(Beginning of Data for this task)

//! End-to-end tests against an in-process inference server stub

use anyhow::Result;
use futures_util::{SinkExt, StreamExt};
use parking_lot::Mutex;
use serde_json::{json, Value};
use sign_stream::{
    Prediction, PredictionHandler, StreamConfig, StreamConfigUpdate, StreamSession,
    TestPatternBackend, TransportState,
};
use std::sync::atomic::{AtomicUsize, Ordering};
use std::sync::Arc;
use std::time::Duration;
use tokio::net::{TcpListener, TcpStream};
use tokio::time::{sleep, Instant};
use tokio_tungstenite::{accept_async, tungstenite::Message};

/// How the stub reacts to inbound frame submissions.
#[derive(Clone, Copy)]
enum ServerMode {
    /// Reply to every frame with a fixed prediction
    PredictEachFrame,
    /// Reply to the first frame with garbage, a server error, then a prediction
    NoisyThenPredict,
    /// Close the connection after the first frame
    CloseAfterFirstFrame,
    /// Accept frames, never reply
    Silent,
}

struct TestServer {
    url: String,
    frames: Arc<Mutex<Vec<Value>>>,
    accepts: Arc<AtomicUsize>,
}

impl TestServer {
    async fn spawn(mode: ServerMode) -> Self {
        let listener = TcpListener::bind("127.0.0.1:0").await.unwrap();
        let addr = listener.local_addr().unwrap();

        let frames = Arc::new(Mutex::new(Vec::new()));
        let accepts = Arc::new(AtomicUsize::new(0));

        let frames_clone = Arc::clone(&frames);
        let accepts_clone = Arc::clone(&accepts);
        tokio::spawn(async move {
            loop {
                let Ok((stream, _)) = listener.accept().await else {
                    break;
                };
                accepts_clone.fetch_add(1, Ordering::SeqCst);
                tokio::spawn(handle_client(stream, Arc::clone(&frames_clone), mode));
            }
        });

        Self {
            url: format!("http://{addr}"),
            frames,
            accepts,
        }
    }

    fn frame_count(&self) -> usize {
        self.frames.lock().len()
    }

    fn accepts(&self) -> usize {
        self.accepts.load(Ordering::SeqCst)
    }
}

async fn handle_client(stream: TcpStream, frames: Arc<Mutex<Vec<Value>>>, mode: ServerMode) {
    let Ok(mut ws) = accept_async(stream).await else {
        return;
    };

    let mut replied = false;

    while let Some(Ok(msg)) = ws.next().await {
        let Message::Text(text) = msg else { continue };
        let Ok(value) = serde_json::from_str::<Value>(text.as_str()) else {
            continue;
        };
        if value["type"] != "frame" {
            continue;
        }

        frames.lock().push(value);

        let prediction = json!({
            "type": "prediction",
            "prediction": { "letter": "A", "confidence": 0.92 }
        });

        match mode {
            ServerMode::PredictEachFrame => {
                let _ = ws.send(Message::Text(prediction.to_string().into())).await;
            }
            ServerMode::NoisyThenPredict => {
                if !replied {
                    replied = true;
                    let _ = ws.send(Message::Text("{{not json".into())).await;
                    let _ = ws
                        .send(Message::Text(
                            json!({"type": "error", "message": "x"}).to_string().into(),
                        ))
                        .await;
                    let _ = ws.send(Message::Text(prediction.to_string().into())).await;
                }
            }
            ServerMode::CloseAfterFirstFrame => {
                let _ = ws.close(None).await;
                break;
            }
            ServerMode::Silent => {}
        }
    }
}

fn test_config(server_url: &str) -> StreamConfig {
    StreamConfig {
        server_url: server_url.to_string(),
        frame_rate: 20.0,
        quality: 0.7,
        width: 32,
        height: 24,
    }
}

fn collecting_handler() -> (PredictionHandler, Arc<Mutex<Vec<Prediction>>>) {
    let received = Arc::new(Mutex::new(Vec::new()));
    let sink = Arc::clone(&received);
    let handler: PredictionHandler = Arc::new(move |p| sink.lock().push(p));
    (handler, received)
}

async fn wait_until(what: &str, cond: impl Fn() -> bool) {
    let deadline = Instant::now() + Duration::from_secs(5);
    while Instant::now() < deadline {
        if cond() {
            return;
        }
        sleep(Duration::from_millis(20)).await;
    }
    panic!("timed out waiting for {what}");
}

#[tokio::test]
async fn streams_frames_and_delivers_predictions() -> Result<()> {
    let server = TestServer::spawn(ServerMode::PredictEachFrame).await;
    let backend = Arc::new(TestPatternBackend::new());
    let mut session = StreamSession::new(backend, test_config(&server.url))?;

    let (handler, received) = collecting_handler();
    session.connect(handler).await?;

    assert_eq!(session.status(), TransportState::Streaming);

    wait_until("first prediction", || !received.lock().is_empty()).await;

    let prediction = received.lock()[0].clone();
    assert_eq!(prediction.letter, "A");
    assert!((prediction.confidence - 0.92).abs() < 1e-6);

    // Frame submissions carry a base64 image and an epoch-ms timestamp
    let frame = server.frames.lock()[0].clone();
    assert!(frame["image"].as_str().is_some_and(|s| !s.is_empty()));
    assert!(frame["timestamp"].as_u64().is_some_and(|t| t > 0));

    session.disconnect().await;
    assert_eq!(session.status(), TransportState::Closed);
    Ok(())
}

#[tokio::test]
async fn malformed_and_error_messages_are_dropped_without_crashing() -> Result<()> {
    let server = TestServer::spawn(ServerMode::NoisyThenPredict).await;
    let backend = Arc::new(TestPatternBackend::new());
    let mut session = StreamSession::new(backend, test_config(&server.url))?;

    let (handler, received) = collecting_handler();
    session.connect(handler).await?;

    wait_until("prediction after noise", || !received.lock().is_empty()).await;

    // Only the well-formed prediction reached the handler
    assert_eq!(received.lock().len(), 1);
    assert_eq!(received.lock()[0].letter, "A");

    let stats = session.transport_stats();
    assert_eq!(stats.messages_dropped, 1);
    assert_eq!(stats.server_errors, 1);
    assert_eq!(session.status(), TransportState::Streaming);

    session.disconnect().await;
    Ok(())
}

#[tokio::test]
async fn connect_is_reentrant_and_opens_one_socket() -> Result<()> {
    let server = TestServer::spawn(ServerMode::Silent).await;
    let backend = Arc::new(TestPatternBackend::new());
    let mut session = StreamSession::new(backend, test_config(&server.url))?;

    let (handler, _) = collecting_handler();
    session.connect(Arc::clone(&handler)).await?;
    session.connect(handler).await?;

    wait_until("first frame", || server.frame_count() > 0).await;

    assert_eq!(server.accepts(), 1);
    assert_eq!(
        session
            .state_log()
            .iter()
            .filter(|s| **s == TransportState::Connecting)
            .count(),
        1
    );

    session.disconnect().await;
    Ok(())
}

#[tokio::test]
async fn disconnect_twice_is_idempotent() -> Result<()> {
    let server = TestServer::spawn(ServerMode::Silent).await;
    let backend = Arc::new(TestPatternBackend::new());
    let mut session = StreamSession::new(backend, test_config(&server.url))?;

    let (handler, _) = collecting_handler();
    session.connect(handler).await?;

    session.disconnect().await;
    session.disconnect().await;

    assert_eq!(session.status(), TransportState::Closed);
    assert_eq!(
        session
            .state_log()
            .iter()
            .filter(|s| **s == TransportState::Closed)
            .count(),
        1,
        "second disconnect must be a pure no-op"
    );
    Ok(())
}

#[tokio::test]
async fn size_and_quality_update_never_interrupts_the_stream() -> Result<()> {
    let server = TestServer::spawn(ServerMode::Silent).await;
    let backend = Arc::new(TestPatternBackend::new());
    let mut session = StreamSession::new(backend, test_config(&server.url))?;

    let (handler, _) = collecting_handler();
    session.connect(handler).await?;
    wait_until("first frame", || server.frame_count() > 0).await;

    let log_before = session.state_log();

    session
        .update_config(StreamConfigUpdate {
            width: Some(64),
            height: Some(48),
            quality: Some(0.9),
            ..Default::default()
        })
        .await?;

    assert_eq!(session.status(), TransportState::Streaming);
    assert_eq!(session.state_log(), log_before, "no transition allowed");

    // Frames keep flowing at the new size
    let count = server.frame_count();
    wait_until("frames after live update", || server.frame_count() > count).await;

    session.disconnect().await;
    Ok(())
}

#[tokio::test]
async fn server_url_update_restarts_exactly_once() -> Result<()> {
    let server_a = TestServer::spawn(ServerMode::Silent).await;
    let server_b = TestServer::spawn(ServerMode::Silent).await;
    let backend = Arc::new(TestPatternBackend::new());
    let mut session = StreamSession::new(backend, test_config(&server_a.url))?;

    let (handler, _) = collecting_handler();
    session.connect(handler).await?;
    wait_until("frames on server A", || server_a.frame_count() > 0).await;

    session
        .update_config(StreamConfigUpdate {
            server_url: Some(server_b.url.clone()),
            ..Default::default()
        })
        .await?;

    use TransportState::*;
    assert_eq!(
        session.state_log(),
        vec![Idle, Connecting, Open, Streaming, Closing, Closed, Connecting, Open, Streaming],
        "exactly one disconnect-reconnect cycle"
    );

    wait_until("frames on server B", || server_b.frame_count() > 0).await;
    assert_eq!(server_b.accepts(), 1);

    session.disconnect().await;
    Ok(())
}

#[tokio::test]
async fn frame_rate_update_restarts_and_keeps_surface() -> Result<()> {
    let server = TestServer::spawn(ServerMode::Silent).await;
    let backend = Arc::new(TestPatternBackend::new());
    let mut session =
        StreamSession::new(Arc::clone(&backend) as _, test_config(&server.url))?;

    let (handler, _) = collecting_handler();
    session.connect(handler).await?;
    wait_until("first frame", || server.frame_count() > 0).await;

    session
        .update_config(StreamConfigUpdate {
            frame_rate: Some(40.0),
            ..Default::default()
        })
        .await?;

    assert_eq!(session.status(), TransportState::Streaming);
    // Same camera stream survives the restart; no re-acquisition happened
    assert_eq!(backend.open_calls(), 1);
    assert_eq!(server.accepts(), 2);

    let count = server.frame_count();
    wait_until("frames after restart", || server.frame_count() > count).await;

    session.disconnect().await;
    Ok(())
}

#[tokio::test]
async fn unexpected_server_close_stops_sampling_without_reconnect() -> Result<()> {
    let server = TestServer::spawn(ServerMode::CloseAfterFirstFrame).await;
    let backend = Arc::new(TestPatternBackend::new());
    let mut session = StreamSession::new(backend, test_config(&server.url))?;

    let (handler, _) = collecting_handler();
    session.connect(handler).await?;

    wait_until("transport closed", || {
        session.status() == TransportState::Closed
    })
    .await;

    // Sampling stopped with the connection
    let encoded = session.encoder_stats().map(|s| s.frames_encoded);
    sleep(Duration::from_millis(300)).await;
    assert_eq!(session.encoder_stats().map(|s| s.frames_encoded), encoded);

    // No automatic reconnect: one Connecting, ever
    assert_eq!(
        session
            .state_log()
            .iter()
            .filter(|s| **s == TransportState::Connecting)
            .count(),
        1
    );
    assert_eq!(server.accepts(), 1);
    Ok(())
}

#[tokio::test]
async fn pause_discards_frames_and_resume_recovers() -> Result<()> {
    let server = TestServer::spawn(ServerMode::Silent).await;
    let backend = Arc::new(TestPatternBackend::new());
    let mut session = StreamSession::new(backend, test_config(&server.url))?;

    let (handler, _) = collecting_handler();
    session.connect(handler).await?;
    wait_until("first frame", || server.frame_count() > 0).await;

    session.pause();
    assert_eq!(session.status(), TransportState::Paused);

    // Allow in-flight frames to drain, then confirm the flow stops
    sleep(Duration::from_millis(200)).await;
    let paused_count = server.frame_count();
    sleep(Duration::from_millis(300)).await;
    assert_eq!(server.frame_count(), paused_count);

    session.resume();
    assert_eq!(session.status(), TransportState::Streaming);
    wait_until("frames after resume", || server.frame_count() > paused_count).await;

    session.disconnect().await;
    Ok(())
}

(End of Data for this task)

**Work request:**
Take every line above that includes the string "encoded" and return it.

**Answer:**
    let encoded = session.encoder_stats().map(|s| s.frames_encoded);
    assert_eq!(session.encoder_stats().map(|s| s.frames_encoded), encoded);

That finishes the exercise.